**WORK ORDER**
Find the word "crate" in the data, then copy each line where it is found.
______
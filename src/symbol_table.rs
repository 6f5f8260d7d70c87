/*
 * ******************************************************************************************
 * Copyright (c) 2020 Pascal Kuthe. This file is part of the VACFA project.
 * It is subject to the license terms in the LICENSE file found in the top-level directory
 *  of this distribution and at  https://gitlab.com/DSPOM/VACFA/blob/master/LICENSE.
 *  No part of VACFA, including this file, may be copied, modified, propagated, or
 *  distributed except according to the terms contained in the LICENSE file.
 * *****************************************************************************************
 */

//! The name environment.
//!
//! Bindings are conditional: a single name may be bound to different declarators
//! under disjoint presence conditions. The binding value is the AST node that
//! introduced the name (init declarator, named declarator, function definition,
//! enumerator, typedef declaration or field identifier); consumers read the kind
//! off the node. `One(None)` marks configurations in which the name is not bound

use rustc_hash::FxHashMap;

use crate::fexpr::{self, FeatureId};
use crate::ir::ast::Conditional;
use crate::ir::NodeId;
use crate::symbol::Symbol;

pub type ConditionalBinding = Conditional<Option<NodeId>>;

/// Merges a new binding into a name map. An unconditional declaration shadows
/// whatever was visible; a conditional one keeps the previous binding as the
/// alternative arm
fn declare_in(
    map: &mut FxHashMap<Symbol, ConditionalBinding>,
    name: Symbol,
    condition: FeatureId,
    binding: NodeId,
) {
    let fresh = Conditional::one(Some(binding));
    if condition == fexpr::always() {
        map.insert(name, fresh);
        return;
    }
    let previous = map
        .remove(&name)
        .unwrap_or_else(|| Conditional::one(None));
    map.insert(name, Conditional::choice(condition, fresh, previous));
}

#[derive(Default)]
struct Frame {
    vars: FxHashMap<Symbol, ConditionalBinding>,
    typedefs: FxHashMap<Symbol, ConditionalBinding>,
}

#[derive(Default)]
pub struct StructEntry {
    /// the defining occurrence of the tag
    pub tag_id: Option<NodeId>,
    fields: FxHashMap<Symbol, ConditionalBinding>,
}

/// Scope stack plus the tag and label namespaces.
///
/// Ordinary identifiers and typedef names are scoped; struct/union tags index
/// their own field environments; labels live in a per-function namespace
pub struct ScopeStack {
    frames: Vec<Frame>,
    structs: FxHashMap<(Symbol, bool), StructEntry>,
    enum_tags: FxHashMap<Symbol, NodeId>,
    labels: FxHashMap<Symbol, ConditionalBinding>,
    /// declarator id -> struct/union tag its declaration specifier named
    declared_tags: FxHashMap<NodeId, (Symbol, bool)>,
}

impl Default for ScopeStack {
    fn default() -> Self {
        Self::new()
    }
}

impl ScopeStack {
    pub fn new() -> Self {
        Self {
            frames: vec![Frame::default()],
            structs: FxHashMap::default(),
            enum_tags: FxHashMap::default(),
            labels: FxHashMap::default(),
            declared_tags: FxHashMap::default(),
        }
    }

    pub fn enter_scope(&mut self) {
        self.frames.push(Frame::default())
    }

    pub fn exit_scope(&mut self) {
        debug_assert!(self.frames.len() > 1, "cannot exit the global scope");
        self.frames.pop();
    }

    /// Labels are function scoped; entering a function resets the namespace
    pub fn enter_function(&mut self) {
        self.labels.clear()
    }

    pub fn declare_var(&mut self, name: Symbol, condition: FeatureId, binding: NodeId) {
        let frame = self.frames.last_mut().unwrap();
        declare_in(&mut frame.vars, name, condition, binding)
    }

    pub fn lookup_var(&self, name: Symbol) -> Option<&ConditionalBinding> {
        self.frames
            .iter()
            .rev()
            .find_map(|frame| frame.vars.get(&name))
    }

    pub fn declare_typedef(&mut self, name: Symbol, condition: FeatureId, binding: NodeId) {
        let frame = self.frames.last_mut().unwrap();
        declare_in(&mut frame.typedefs, name, condition, binding)
    }

    pub fn lookup_typedef(&self, name: Symbol) -> Option<&ConditionalBinding> {
        self.frames
            .iter()
            .rev()
            .find_map(|frame| frame.typedefs.get(&name))
    }

    /// Makes the tag known; the first definition wins as the tag's identity
    pub fn declare_struct(&mut self, tag: Symbol, is_union: bool, tag_id: Option<NodeId>) {
        let entry = self.structs.entry((tag, is_union)).or_default();
        if entry.tag_id.is_none() {
            entry.tag_id = tag_id;
        }
    }

    pub fn has_struct(&self, tag: Symbol, is_union: bool) -> bool {
        self.structs.contains_key(&(tag, is_union))
    }

    pub fn struct_tag_id(&self, tag: Symbol, is_union: bool) -> Option<NodeId> {
        self.structs.get(&(tag, is_union))?.tag_id
    }

    pub fn declare_field(
        &mut self,
        tag: Symbol,
        is_union: bool,
        name: Symbol,
        condition: FeatureId,
        binding: NodeId,
    ) {
        let entry = self.structs.entry((tag, is_union)).or_default();
        declare_in(&mut entry.fields, name, condition, binding)
    }

    pub fn lookup_field(
        &self,
        tag: Symbol,
        is_union: bool,
        name: Symbol,
    ) -> Option<&ConditionalBinding> {
        self.structs.get(&(tag, is_union))?.fields.get(&name)
    }

    pub fn declare_enum_tag(&mut self, tag: Symbol, tag_id: NodeId) {
        self.enum_tags.entry(tag).or_insert(tag_id);
    }

    pub fn lookup_enum_tag(&self, tag: Symbol) -> Option<NodeId> {
        self.enum_tags.get(&tag).copied()
    }

    pub fn declare_label(&mut self, name: Symbol, condition: FeatureId, binding: NodeId) {
        declare_in(&mut self.labels, name, condition, binding)
    }

    pub fn lookup_label(&self, name: Symbol) -> Option<&ConditionalBinding> {
        self.labels.get(&name)
    }

    /// Remembers that `declarator` was declared with type `struct tag`/`union tag`
    pub fn record_declared_tag(&mut self, declarator: NodeId, tag: Symbol, is_union: bool) {
        self.declared_tags.insert(declarator, (tag, is_union));
    }

    pub fn declared_tag(&self, declarator: NodeId) -> Option<(Symbol, bool)> {
        self.declared_tags.get(&declarator).copied()
    }
}

#[cfg(test)]
mod test {
    use super::*;
    use crate::fexpr::Features;

    #[test]
    fn conditional_shadowing() {
        let mut feats = Features::new();
        let config = feats.named_atom("CONFIG_X");
        let mut scopes = ScopeStack::new();
        let name = Symbol::intern("x");

        scopes.declare_var(name, config, NodeId::from_usize(1));
        match scopes.lookup_var(name).unwrap() {
            Conditional::Choice(condition, then, other) => {
                assert_eq!(*condition, config);
                assert_eq!(**then, Conditional::one(Some(NodeId::from_usize(1))));
                assert_eq!(**other, Conditional::one(None));
            }
            other => panic!("expected a choice, found {:?}", other),
        }

        // unconditional redeclaration shadows both arms
        scopes.declare_var(name, fexpr::always(), NodeId::from_usize(2));
        assert_eq!(
            scopes.lookup_var(name),
            Some(&Conditional::one(Some(NodeId::from_usize(2))))
        );

        // inner scopes shadow and restore
        scopes.enter_scope();
        scopes.declare_var(name, fexpr::always(), NodeId::from_usize(3));
        assert_eq!(
            scopes.lookup_var(name),
            Some(&Conditional::one(Some(NodeId::from_usize(3))))
        );
        scopes.exit_scope();
        assert_eq!(
            scopes.lookup_var(name),
            Some(&Conditional::one(Some(NodeId::from_usize(2))))
        );
    }
}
______
**RESULT**
use crate::fexpr::{self, FeatureId};
use crate::ir::ast::Conditional;
use crate::ir::NodeId;
use crate::symbol::Symbol;
    use crate::fexpr::Features;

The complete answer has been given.